> [WORK TO BE COMPLETED]: Check each line of the data for "Foundation", and copy the ones that have it.

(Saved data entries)
--- START ---

use anyhow::{Context, Result};
use chrono::{DateTime, Utc};
use reconcile::{ApiKeysRecord, ClusterRecord, Record, ResourceKind};
use serde::{Deserialize, Serialize};
use std::collections::BTreeMap;
use std::fs;
use std::path::{Path, PathBuf};

use crate::manifest::Address;
use crate::paths;

// ============================================================================
// State Structures
// ============================================================================

/// Every entity tscloud tracks, keyed by manifest name
///
/// API key secrets live only here, so the file is written owner-only.
#[derive(Debug, Serialize, Deserialize, Clone)]
pub struct TrackedState {
    #[serde(default)]
    pub clusters: BTreeMap<String, ClusterRecord>,

    #[serde(default)]
    pub api_keys: BTreeMap<String, ApiKeysRecord>,

    /// Last time the state was updated
    pub last_updated: DateTime<Utc>,
}

impl Default for TrackedState {
    fn default() -> Self {
        Self {
            clusters: BTreeMap::new(),
            api_keys: BTreeMap::new(),
            last_updated: Utc::now(),
        }
    }
}

// ============================================================================
// Persistence
// ============================================================================

/// A state file location plus its loaded contents
pub struct StateStore {
    path: PathBuf,
    pub state: TrackedState,
}

impl StateStore {
    /// Open the default state file
    pub fn open() -> Result<Self> {
        Self::open_at(paths::state_file()?)
    }

    /// Open `path`, starting empty if it does not exist
    pub fn open_at(path: PathBuf) -> Result<Self> {
        let state = TrackedState::load_from(&path)?;
        Ok(Self { path, state })
    }

    pub fn path(&self) -> &Path {
        &self.path
    }

    /// Stamp and write the current state
    pub fn save(&mut self) -> Result<()> {
        self.state.last_updated = Utc::now();
        self.state.save_to(&self.path)
    }
}

impl TrackedState {
    /// Load state from `path`, or return default if the file doesn't exist
    pub fn load_from(path: &Path) -> Result<Self> {
        if !path.exists() {
            log::debug!("State file does not exist, using default state");
            return Ok(Self::default());
        }

        let content = fs::read_to_string(path)
            .with_context(|| format!("Failed to read state file: {}", path.display()))?;

        let state: Self = toml::from_str(&content)
            .with_context(|| format!("Failed to parse state file: {}", path.display()))?;

        log::debug!("Loaded state from {}", path.display());
        Ok(state)
    }

    /// Save state to `path`, replacing it atomically
    pub fn save_to(&self, path: &Path) -> Result<()> {
        if let Some(dir) = path.parent() {
            fs::create_dir_all(dir)
                .with_context(|| format!("Failed to create state directory: {}", dir.display()))?;
        }

        let content = toml::to_string_pretty(self).context("Failed to serialize state to TOML")?;

        let tmp = path.with_extension("toml.tmp");
        fs::write(&tmp, &content)
            .with_context(|| format!("Failed to write state file: {}", tmp.display()))?;
        restrict_permissions(&tmp)?;
        fs::rename(&tmp, path)
            .with_context(|| format!("Failed to replace state file: {}", path.display()))?;

        log::debug!("Saved state to {}", path.display());
        Ok(())
    }

    // ========================================================================
    // Record Helpers
    // ========================================================================

    pub fn get(&self, address: &Address) -> Option<Record> {
        match address.kind {
            ResourceKind::Cluster => self
                .clusters
                .get(&address.name)
                .cloned()
                .map(Record::Cluster),
            ResourceKind::ClusterApiKeys => self
                .api_keys
                .get(&address.name)
                .cloned()
                .map(Record::ApiKeys),
        }
    }

    /// Store `record` under `address`
    ///
    /// A record of the wrong kind for the address is ignored with a warning.
    pub fn set(&mut self, address: &Address, record: Record) {
        match (address.kind, record) {
            (ResourceKind::Cluster, Record::Cluster(r)) => {
                self.clusters.insert(address.name.clone(), r);
            }
            (ResourceKind::ClusterApiKeys, Record::ApiKeys(r)) => {
                self.api_keys.insert(address.name.clone(), r);
            }
            (_, other) => {
                log::warn!("Not storing a {} record under {address}", other.kind());
            }
        }
    }

    pub fn remove(&mut self, address: &Address) -> Option<Record> {
        match address.kind {
            ResourceKind::Cluster => self.clusters.remove(&address.name).map(Record::Cluster),
            ResourceKind::ClusterApiKeys => {
                self.api_keys.remove(&address.name).map(Record::ApiKeys)
            }
        }
    }

    /// Every tracked address, clusters first
    pub fn addresses(&self) -> Vec<Address> {
        self.clusters
            .keys()
            .map(Address::cluster)
            .chain(self.api_keys.keys().map(Address::api_keys))
            .collect()
    }

    /// Key sets that belong to `cluster_id`
    pub fn keys_for_cluster(&self, cluster_id: &str) -> Vec<Address> {
        self.api_keys
            .iter()
            .filter(|(_, r)| r.cluster_id == cluster_id)
            .map(|(name, _)| Address::api_keys(name))
            .collect()
    }
}

#[cfg(unix)]
fn restrict_permissions(path: &Path) -> Result<()> {
    use std::os::unix::fs::PermissionsExt;
    fs::set_permissions(path, fs::Permissions::from_mode(0o600))
        .with_context(|| format!("Failed to set permissions on {}", path.display()))
}

#[cfg(not(unix))]
fn restrict_permissions(_path: &Path) -> Result<()> {
    Ok(())
}
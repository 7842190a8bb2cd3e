//! Provider facade - dispatches tagged records to the matching controller

use crate::api_keys::ApiKeysController;
use crate::cluster::ClusterController;
use crate::context::ApplyContext;
use crate::error::{Error, Result};
use crate::lookup::Lookup;
use crate::resource::Lifecycle;
use crate::retry::RetryConfig;
use crate::types::{ClusterRecord, Desired, Phase, Record, ResourceKind, Verb};
use cloudapi::ManagementApi;
use rayon::prelude::*;
use std::sync::Arc;

/// Entry point for hosts: one management API, every entity kind
#[derive(Clone)]
pub struct Provider {
    clusters: ClusterController,
    api_keys: ApiKeysController,
    lookup: Lookup,
}

impl Provider {
    /// Create a provider with the default fetch retry policy
    pub fn new(api: Arc<dyn ManagementApi>) -> Self {
        Self::with_retry(api, RetryConfig::default())
    }

    /// Create a provider with a custom fetch retry policy
    pub fn with_retry(api: Arc<dyn ManagementApi>, retry: RetryConfig) -> Self {
        Self {
            clusters: ClusterController::with_retry(Arc::clone(&api), retry.clone()),
            api_keys: ApiKeysController::new(Arc::clone(&api)),
            lookup: Lookup::new(api, retry),
        }
    }

    pub fn clusters(&self) -> &ClusterController {
        &self.clusters
    }

    pub fn api_keys(&self) -> &ApiKeysController {
        &self.api_keys
    }

    /// Create the entity described by `desired`
    pub fn create(
        &self,
        tracked: Option<&Record>,
        desired: &Desired,
        ctx: &ApplyContext<'_>,
    ) -> Result<Record> {
        match (tracked, desired) {
            (None | Some(Record::Cluster(_)), Desired::Cluster(spec)) => {
                let tracked = tracked.and_then(Record::as_cluster);
                self.clusters.create(tracked, spec, ctx).map(Record::Cluster)
            }
            (None | Some(Record::ApiKeys(_)), Desired::ApiKeys(spec)) => {
                let tracked = tracked.and_then(Record::as_api_keys);
                self.api_keys.create(tracked, spec, ctx).map(Record::ApiKeys)
            }
            (Some(record), _) => Err(mismatch(Verb::Create, record, desired.kind())),
        }
    }

    /// Refresh a tracked entity; `None` means it is gone
    pub fn read(&self, tracked: &Record, ctx: &ApplyContext<'_>) -> Result<Option<Record>> {
        match tracked {
            Record::Cluster(r) => Ok(self.clusters.read(r, ctx)?.map(Record::Cluster)),
            Record::ApiKeys(r) => Ok(self.api_keys.read(r, ctx)?.map(Record::ApiKeys)),
        }
    }

    /// Update a tracked entity towards `desired`
    pub fn update(
        &self,
        tracked: &Record,
        desired: &Desired,
        ctx: &ApplyContext<'_>,
    ) -> Result<Record> {
        match (tracked, desired) {
            (Record::Cluster(r), Desired::Cluster(spec)) => {
                self.clusters.update(r, spec, ctx).map(Record::Cluster)
            }
            (Record::ApiKeys(r), Desired::ApiKeys(spec)) => {
                self.api_keys.update(r, spec, ctx).map(Record::ApiKeys)
            }
            _ => Err(mismatch(Verb::Update, tracked, desired.kind())),
        }
    }

    /// Delete a tracked entity
    pub fn delete(&self, tracked: &Record, ctx: &ApplyContext<'_>) -> Result<()> {
        match tracked {
            Record::Cluster(r) => self.clusters.delete(r, ctx),
            Record::ApiKeys(r) => self.api_keys.delete(r, ctx),
        }
    }

    /// Start tracking an existing entity of `kind` by id
    pub fn import(
        &self,
        kind: ResourceKind,
        tracked: Option<&Record>,
        id: &str,
        ctx: &ApplyContext<'_>,
    ) -> Result<Record> {
        match kind {
            ResourceKind::Cluster => match tracked {
                None | Some(Record::Cluster(_)) => self
                    .clusters
                    .import(tracked.and_then(Record::as_cluster), id, ctx)
                    .map(Record::Cluster),
                Some(other) => Err(mismatch(Verb::Import, other, kind)),
            },
            ResourceKind::ClusterApiKeys => self.api_keys.import(id).map(Record::ApiKeys),
        }
    }

    /// Look a cluster up by id without tracking it
    pub fn lookup(&self, id: &str) -> Result<ClusterRecord> {
        self.lookup.get(id)
    }

    /// Read many clusters in parallel
    ///
    /// Results come back in input order. Each read is independent; one
    /// failure does not stop the others.
    pub fn refresh_all(
        &self,
        records: &[ClusterRecord],
        ctx: &ApplyContext<'_>,
        jobs: usize,
    ) -> Vec<Result<Option<ClusterRecord>>> {
        let read = |record: &ClusterRecord| self.clusters.read(record, ctx);

        if jobs <= 1 || records.len() <= 1 {
            return records.iter().map(read).collect();
        }

        match rayon::ThreadPoolBuilder::new().num_threads(jobs).build() {
            Ok(pool) => pool.install(|| records.par_iter().map(read).collect()),
            Err(e) => {
                log::warn!("Failed to create thread pool, refreshing sequentially: {e}");
                records.iter().map(read).collect()
            }
        }
    }
}

fn mismatch(verb: Verb, tracked: &Record, wanted: ResourceKind) -> Error {
    let phase = match tracked {
        Record::Cluster(r) => r.phase,
        Record::ApiKeys(_) => Phase::Ready,
    };
    Error::precondition(
        verb,
        phase,
        format!("tracked entity is a {}, not a {wanted}", tracked.kind()),
    )
}
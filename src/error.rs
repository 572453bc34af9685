//! Precondition failures reported by the spline builders.

pub type Result<T> = std::result::Result<T, SplineError>;

#[derive(Debug, Clone, PartialEq, Eq, thiserror::Error)]
pub enum SplineError {
    #[error("a spline needs at least 2 points, got {count}")]
    TooFewPoints { count: usize },

    #[error("point window {begin}+{count} exceeds the {len} available points")]
    WindowOutOfBounds {
        begin: usize,
        count: usize,
        len: usize,
    },
}
//! # route-spline
//!
//! Builds smooth vector paths for transit-map routes. An ordered polyline of
//! route vertices is turned into straight segments and quadratic/cubic Bezier
//! pieces that approximate a smooth curve through the points, optionally
//! clipped against a rectangle (a station icon or label box) so the route
//! either ties into the obstacle or detours around it.
//!
//! ## Architecture
//!
//! 1. **Geometry**: Cohen-Sutherland segment test ([`clip_cohen_sutherland`])
//!    and Bezier control-point interpolation ([`interpolation`])
//! 2. **Builders**: windowed spline construction with per-piece draw/jump
//!    decisions ([`spline`]), plus circle arcs ([`bezier_arc`])
//! 3. **Sinks**: anything implementing [`path_sink::PathSink`]:
//!    [`path_storage::PathStorage`] records vertices, [`svg_path::SvgPathWriter`]
//!    writes SVG path data

// Foundation types & math
pub mod basics;
pub mod error;
pub mod math;

// Geometry primitives
pub mod bezier_arc;
pub mod clip_cohen_sutherland;
pub mod interpolation;

// Path construction
pub mod path_sink;
pub mod path_storage;
pub mod spline;
pub mod svg_path;

pub use basics::{PointD, PointI, Rect, RectI};
pub use error::{Result, SplineError};
pub use path_sink::PathSink;
pub use path_storage::PathStorage;
pub use spline::{build_clipped_spline, build_spline, line_to_clipped, ClipMode, SplineBuilder};
pub use svg_path::SvgPathWriter;
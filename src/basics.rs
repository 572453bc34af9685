//! Foundation types, constants, and path command utilities.
//!
//! Points, rectangles and vertices shared by the clipping, interpolation
//! and path-building modules.

pub const PI: f64 = std::f64::consts::PI;

// ============================================================================
// Rect
// ============================================================================

/// An axis-aligned rectangle defined by two corner points.
///
/// In screen coordinates `x1` is the left edge, `y1` the top, `x2` the right
/// and `y2` the bottom. Clipping assumes `x1 <= x2` and `y1 <= y2`; call
/// [`Rect::normalize`] first when that is not known.
#[derive(Debug, Clone, Copy, PartialEq)]
pub struct Rect<T: Copy> {
    pub x1: T,
    pub y1: T,
    pub x2: T,
    pub y2: T,
}

impl<T: Copy + PartialOrd> Rect<T> {
    pub fn new(x1: T, y1: T, x2: T, y2: T) -> Self {
        Self { x1, y1, x2, y2 }
    }

    /// Normalize so that x1 <= x2 and y1 <= y2, swapping if needed.
    pub fn normalize(&mut self) -> &Self {
        if self.x1 > self.x2 {
            core::mem::swap(&mut self.x1, &mut self.x2);
        }
        if self.y1 > self.y2 {
            core::mem::swap(&mut self.y1, &mut self.y2);
        }
        self
    }
}

/// Rectangle with `i32` coordinates.
pub type RectI = Rect<i32>;

// ============================================================================
// Path commands
// ============================================================================

pub const PATH_CMD_STOP: u32 = 0;
pub const PATH_CMD_MOVE_TO: u32 = 1;
pub const PATH_CMD_LINE_TO: u32 = 2;
pub const PATH_CMD_CURVE3: u32 = 3;
pub const PATH_CMD_CURVE4: u32 = 4;

/// Returns `true` if `c` is a drawing command (line_to through curve4).
#[inline]
pub fn is_drawing(c: u32) -> bool {
    (PATH_CMD_LINE_TO..=PATH_CMD_CURVE4).contains(&c)
}

#[inline]
pub fn is_move_to(c: u32) -> bool {
    c == PATH_CMD_MOVE_TO
}

// ============================================================================
// Point
// ============================================================================

/// A 2D point.
#[derive(Debug, Clone, Copy, PartialEq, Eq, Default, Hash)]
pub struct PointBase<T: Copy> {
    pub x: T,
    pub y: T,
}

impl<T: Copy> PointBase<T> {
    pub fn new(x: T, y: T) -> Self {
        Self { x, y }
    }
}

/// Route vertex in device units.
pub type PointI = PointBase<i32>;
/// Interpolated point, e.g. a Bezier control point.
pub type PointD = PointBase<f64>;

impl From<PointI> for PointD {
    #[inline]
    fn from(p: PointI) -> Self {
        Self::new(p.x as f64, p.y as f64)
    }
}

// ============================================================================
// Vertex
// ============================================================================

/// A vertex with coordinates and a path command.
#[derive(Debug, Clone, Copy, PartialEq)]
pub struct VertexBase<T: Copy> {
    pub x: T,
    pub y: T,
    pub cmd: u32,
}

impl<T: Copy> VertexBase<T> {
    pub fn new(x: T, y: T, cmd: u32) -> Self {
        Self { x, y, cmd }
    }
}

pub type VertexD = VertexBase<f64>;

// ============================================================================
// VertexSource trait
// ============================================================================

/// Pull-style vertex iteration. [`crate::path_storage::PathStorage`] implements
/// it so recorded paths can be replayed vertex by vertex.
pub trait VertexSource {
    /// Reset the vertex source to the beginning of the given path.
    fn rewind(&mut self, path_id: u32);

    /// Return the next vertex. Writes coordinates to `x` and `y`, returns a
    /// path command. Returns `PATH_CMD_STOP` when iteration is complete.
    fn vertex(&mut self, x: &mut f64, y: &mut f64) -> u32;
}

impl<T: VertexSource> VertexSource for &mut T {
    fn rewind(&mut self, path_id: u32) {
        (*self).rewind(path_id);
    }

    fn vertex(&mut self, x: &mut f64, y: &mut f64) -> u32 {
        (*self).vertex(x, y)
    }
}

// ============================================================================
// Tests
// ============================================================================

#[cfg(test)]
mod tests {
    use super::*;

    #[test]
    fn test_rect_normalize() {
        let mut r = RectI::new(30, 40, 10, 20);
        r.normalize();
        assert_eq!(r, RectI::new(10, 20, 30, 40));
    }

    #[test]
    fn test_path_command_classification() {
        assert!(is_move_to(PATH_CMD_MOVE_TO));
        assert!(!is_move_to(PATH_CMD_LINE_TO));

        assert!(is_drawing(PATH_CMD_LINE_TO));
        assert!(is_drawing(PATH_CMD_CURVE3));
        assert!(is_drawing(PATH_CMD_CURVE4));
        assert!(!is_drawing(PATH_CMD_MOVE_TO));
        assert!(!is_drawing(PATH_CMD_STOP));
    }

    #[test]
    fn test_point_conversion() {
        let p: PointD = PointI::new(3, -7).into();
        assert_eq!(p.x, 3.0);
        assert_eq!(p.y, -7.0);
    }
}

--- END ---

> [RESPONSE AREA]:
// Foundation types & math
//! Foundation types, constants, and path command utilities.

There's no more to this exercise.